Exercise instructions: Go through the records and copy each line where the word "schemas" occurs.

Data:

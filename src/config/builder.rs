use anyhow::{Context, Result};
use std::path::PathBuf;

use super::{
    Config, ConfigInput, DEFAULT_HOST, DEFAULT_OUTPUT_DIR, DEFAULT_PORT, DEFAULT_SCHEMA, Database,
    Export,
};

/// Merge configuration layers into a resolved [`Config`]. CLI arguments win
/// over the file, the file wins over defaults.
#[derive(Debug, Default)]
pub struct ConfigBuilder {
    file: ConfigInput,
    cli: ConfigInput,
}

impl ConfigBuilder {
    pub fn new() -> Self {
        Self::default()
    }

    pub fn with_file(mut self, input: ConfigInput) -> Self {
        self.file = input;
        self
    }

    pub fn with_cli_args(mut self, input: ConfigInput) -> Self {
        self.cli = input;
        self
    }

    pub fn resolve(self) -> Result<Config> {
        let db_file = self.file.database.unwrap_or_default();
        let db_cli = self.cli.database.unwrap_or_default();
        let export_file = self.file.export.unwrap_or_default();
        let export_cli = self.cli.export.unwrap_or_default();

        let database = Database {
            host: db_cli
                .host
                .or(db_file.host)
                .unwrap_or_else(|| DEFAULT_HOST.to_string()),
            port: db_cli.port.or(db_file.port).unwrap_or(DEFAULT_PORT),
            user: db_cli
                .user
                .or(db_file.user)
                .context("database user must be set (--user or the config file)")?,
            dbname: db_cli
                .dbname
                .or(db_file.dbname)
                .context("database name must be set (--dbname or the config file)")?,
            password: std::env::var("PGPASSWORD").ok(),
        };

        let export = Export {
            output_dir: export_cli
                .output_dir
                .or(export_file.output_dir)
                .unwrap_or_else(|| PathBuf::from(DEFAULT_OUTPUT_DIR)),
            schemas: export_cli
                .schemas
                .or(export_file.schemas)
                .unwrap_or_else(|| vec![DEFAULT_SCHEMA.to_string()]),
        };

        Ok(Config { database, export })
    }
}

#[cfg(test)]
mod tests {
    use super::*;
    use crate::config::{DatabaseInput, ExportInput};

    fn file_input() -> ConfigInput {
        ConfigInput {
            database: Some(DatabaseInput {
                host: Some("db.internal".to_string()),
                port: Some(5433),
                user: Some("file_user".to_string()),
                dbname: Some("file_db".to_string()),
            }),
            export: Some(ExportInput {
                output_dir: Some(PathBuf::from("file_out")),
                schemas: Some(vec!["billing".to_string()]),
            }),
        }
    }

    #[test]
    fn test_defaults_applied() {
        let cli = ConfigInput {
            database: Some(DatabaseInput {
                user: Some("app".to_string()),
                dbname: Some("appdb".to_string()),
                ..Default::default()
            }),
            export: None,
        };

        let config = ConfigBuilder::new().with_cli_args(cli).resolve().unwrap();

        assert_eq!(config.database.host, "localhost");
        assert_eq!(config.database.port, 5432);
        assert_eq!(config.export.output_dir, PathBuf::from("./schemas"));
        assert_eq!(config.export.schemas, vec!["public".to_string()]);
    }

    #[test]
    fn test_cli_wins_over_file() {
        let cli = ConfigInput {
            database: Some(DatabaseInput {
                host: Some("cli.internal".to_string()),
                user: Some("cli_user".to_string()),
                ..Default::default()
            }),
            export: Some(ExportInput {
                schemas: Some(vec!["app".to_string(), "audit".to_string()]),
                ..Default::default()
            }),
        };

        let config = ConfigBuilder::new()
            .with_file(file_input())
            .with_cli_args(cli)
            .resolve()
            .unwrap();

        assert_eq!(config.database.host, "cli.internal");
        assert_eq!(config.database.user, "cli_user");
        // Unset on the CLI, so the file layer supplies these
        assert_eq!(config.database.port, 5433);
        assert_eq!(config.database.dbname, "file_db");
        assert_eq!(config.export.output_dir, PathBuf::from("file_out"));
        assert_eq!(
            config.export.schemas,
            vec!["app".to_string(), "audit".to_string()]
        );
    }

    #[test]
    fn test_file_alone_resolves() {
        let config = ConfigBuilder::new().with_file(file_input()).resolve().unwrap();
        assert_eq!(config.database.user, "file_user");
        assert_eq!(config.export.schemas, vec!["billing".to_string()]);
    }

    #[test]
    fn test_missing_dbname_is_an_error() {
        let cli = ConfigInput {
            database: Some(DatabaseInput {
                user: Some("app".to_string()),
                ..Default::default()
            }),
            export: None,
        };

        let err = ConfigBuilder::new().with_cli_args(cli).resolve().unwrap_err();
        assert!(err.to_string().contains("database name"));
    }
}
==
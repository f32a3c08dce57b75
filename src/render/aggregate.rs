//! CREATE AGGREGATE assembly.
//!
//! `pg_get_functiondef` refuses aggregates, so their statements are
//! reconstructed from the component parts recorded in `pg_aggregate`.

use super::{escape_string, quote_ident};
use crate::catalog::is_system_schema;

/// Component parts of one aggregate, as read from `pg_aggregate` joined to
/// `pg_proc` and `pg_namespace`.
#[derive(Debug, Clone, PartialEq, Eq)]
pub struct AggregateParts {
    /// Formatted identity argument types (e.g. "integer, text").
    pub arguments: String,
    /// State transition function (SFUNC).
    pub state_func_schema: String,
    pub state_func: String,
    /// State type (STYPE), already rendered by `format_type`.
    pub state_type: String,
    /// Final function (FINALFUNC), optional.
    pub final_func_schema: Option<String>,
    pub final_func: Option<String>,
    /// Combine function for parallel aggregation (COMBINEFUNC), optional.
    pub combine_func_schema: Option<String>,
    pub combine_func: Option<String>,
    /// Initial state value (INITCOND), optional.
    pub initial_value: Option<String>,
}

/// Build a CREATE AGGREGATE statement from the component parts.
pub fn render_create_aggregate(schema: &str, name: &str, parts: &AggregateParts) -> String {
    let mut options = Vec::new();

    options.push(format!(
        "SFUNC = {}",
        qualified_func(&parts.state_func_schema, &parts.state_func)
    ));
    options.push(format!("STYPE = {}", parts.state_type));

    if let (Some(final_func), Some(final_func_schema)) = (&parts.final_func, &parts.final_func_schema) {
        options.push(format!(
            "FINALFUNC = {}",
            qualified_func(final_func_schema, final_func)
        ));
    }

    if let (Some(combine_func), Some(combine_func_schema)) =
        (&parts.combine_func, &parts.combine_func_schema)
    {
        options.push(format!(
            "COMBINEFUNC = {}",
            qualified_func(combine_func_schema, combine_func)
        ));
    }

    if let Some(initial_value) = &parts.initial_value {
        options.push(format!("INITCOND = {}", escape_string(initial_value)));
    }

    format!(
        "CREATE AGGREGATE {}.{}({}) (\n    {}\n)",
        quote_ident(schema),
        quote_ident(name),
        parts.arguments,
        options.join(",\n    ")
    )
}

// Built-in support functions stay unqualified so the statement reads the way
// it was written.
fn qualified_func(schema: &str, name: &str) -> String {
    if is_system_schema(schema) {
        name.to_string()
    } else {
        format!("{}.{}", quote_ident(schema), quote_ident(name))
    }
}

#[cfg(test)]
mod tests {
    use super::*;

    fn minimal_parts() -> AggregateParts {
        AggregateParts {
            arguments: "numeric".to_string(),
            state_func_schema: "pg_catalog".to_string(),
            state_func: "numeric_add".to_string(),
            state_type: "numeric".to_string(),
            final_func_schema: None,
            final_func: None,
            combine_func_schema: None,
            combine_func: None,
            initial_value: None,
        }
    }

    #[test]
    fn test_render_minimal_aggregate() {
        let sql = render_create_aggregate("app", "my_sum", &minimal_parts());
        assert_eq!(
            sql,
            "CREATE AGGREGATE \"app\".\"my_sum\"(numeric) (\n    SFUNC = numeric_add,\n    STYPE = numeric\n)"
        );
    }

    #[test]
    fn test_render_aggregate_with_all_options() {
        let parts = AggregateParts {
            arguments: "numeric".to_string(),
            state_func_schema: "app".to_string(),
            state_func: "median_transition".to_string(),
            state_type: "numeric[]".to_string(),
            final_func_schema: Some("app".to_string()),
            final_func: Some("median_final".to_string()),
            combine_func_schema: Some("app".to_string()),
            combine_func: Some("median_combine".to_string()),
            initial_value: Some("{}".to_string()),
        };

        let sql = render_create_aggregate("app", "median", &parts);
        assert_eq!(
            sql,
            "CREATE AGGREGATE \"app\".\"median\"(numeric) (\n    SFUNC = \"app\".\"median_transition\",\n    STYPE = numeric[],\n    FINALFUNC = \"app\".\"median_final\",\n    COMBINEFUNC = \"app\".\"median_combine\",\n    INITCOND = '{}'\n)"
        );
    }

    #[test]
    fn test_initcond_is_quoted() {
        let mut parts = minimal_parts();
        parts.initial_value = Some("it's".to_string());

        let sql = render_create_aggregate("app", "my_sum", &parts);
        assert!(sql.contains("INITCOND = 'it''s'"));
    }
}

Response area:
            schemas: export_cli
                .schemas
                .or(export_file.schemas)
                schemas: Some(vec!["billing".to_string()]),
        assert_eq!(config.export.output_dir, PathBuf::from("./schemas"));
        assert_eq!(config.export.schemas, vec!["public".to_string()]);
                schemas: Some(vec!["app".to_string(), "audit".to_string()]),
            config.export.schemas,
        assert_eq!(config.export.schemas, vec!["billing".to_string()]);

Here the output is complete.